# WHAT IS BEING ASKED
Answer with the exact lines of the following material from the one containing "let mut html" through the one containing "<h2>Transfer</h2>\n\", both end lines included.

# EXCERPTED RECORDS
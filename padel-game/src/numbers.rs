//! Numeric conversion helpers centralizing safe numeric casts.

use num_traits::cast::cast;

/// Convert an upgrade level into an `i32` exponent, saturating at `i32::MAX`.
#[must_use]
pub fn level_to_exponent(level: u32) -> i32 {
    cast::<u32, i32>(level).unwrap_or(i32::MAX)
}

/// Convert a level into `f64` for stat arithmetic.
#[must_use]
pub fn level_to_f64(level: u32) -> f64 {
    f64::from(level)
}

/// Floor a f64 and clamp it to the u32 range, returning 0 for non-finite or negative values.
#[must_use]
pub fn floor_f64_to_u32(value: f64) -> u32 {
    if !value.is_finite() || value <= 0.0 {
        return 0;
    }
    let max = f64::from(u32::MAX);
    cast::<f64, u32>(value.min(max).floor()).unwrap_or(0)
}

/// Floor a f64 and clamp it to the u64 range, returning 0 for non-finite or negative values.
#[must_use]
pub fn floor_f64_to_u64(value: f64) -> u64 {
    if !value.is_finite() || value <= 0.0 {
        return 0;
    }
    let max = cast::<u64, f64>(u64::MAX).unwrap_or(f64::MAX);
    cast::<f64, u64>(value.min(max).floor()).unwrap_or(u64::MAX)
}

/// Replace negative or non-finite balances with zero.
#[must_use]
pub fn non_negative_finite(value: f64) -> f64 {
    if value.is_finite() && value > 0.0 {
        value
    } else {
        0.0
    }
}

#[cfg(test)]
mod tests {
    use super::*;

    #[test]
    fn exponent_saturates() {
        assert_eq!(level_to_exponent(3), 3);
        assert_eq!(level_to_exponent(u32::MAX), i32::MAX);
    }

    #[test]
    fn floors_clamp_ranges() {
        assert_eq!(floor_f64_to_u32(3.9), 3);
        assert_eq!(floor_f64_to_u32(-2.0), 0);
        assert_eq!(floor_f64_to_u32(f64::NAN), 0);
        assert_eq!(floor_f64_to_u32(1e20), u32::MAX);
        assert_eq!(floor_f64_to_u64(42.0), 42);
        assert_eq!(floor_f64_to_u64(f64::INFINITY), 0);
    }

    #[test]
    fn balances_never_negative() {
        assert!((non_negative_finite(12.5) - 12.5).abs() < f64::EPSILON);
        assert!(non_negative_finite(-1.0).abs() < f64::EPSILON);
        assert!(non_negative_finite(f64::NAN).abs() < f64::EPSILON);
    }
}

==

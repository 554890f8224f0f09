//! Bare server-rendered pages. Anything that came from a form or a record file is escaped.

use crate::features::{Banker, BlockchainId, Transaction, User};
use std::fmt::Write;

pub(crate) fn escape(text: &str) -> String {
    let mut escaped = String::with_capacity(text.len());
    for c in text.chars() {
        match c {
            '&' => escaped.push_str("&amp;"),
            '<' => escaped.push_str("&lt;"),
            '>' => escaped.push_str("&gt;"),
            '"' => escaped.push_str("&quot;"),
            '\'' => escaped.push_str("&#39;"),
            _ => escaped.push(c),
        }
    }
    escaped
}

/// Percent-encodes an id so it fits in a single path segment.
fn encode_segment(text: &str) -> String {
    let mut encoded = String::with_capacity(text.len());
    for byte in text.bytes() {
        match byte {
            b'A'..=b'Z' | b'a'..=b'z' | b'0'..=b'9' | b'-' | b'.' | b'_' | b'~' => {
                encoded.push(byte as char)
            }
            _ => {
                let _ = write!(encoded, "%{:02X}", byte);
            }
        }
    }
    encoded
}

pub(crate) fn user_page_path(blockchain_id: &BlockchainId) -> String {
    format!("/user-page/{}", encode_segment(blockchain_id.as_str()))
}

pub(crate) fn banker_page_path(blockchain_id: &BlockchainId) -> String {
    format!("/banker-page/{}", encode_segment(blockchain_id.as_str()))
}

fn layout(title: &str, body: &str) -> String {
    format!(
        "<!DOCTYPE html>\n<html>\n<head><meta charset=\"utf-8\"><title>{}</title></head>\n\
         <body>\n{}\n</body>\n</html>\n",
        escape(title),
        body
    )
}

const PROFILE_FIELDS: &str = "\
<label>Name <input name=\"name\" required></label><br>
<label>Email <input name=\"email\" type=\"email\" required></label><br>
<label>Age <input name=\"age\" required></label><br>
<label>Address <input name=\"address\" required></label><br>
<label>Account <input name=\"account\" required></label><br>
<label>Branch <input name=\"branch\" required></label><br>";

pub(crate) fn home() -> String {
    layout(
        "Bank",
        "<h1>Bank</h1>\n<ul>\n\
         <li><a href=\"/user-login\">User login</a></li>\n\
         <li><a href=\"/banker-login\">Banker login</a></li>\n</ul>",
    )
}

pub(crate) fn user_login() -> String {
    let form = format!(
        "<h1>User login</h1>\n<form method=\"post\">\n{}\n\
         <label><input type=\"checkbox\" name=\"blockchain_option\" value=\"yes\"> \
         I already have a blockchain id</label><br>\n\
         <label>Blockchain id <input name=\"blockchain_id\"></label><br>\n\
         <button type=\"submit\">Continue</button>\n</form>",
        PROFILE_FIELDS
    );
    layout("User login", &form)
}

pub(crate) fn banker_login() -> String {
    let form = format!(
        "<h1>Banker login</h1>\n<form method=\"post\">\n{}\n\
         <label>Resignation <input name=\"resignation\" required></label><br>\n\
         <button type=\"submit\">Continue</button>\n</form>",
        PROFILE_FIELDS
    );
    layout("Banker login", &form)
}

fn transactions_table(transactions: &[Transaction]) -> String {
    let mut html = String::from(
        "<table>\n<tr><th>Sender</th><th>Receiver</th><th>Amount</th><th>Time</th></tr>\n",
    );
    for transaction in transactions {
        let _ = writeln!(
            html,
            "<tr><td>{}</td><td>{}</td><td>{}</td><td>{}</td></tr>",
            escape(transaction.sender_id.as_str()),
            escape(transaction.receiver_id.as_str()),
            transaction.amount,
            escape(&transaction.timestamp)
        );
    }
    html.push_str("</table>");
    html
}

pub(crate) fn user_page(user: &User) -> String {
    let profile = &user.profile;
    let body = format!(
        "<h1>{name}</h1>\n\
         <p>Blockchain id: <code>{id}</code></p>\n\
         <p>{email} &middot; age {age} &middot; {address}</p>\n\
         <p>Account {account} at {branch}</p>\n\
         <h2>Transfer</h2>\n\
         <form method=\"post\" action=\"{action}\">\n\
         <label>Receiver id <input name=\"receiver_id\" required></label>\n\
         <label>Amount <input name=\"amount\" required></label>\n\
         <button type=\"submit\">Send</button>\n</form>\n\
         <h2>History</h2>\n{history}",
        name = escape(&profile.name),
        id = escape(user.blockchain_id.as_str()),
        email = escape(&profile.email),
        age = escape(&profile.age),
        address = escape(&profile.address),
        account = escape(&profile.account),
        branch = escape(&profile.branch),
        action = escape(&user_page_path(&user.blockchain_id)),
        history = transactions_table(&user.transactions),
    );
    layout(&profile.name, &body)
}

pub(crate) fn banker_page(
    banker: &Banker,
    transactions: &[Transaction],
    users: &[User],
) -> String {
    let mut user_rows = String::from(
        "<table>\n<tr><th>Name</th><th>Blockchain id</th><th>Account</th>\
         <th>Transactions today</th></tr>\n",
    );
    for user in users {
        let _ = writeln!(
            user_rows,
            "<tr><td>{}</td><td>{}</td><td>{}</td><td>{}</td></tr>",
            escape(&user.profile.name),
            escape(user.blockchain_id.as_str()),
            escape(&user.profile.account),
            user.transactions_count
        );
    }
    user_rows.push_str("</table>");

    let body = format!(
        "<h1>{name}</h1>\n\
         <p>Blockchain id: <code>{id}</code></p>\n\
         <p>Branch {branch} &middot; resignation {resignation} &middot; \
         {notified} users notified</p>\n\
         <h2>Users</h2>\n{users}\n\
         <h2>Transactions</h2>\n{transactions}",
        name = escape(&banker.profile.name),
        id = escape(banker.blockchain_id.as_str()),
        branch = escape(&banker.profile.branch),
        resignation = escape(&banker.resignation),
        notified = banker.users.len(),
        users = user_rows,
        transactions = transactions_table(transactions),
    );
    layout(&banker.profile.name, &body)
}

# RESPONSE BOX
    let mut html = String::from(
        "<table>\n<tr><th>Sender</th><th>Receiver</th><th>Amount</th><th>Time</th></tr>\n",
    );
    for transaction in transactions {
        let _ = writeln!(
            html,
            "<tr><td>{}</td><td>{}</td><td>{}</td><td>{}</td></tr>",
            escape(transaction.sender_id.as_str()),
            escape(transaction.receiver_id.as_str()),
            transaction.amount,
            escape(&transaction.timestamp)
        );
    }
    html.push_str("</table>");
    html
}

pub(crate) fn user_page(user: &User) -> String {
    let profile = &user.profile;
    let body = format!(
        "<h1>{name}</h1>\n\
         <p>Blockchain id: <code>{id}</code></p>\n\
         <p>{email} &middot; age {age} &middot; {address}</p>\n\
         <p>Account {account} at {branch}</p>\n\
         <h2>Transfer</h2>\n\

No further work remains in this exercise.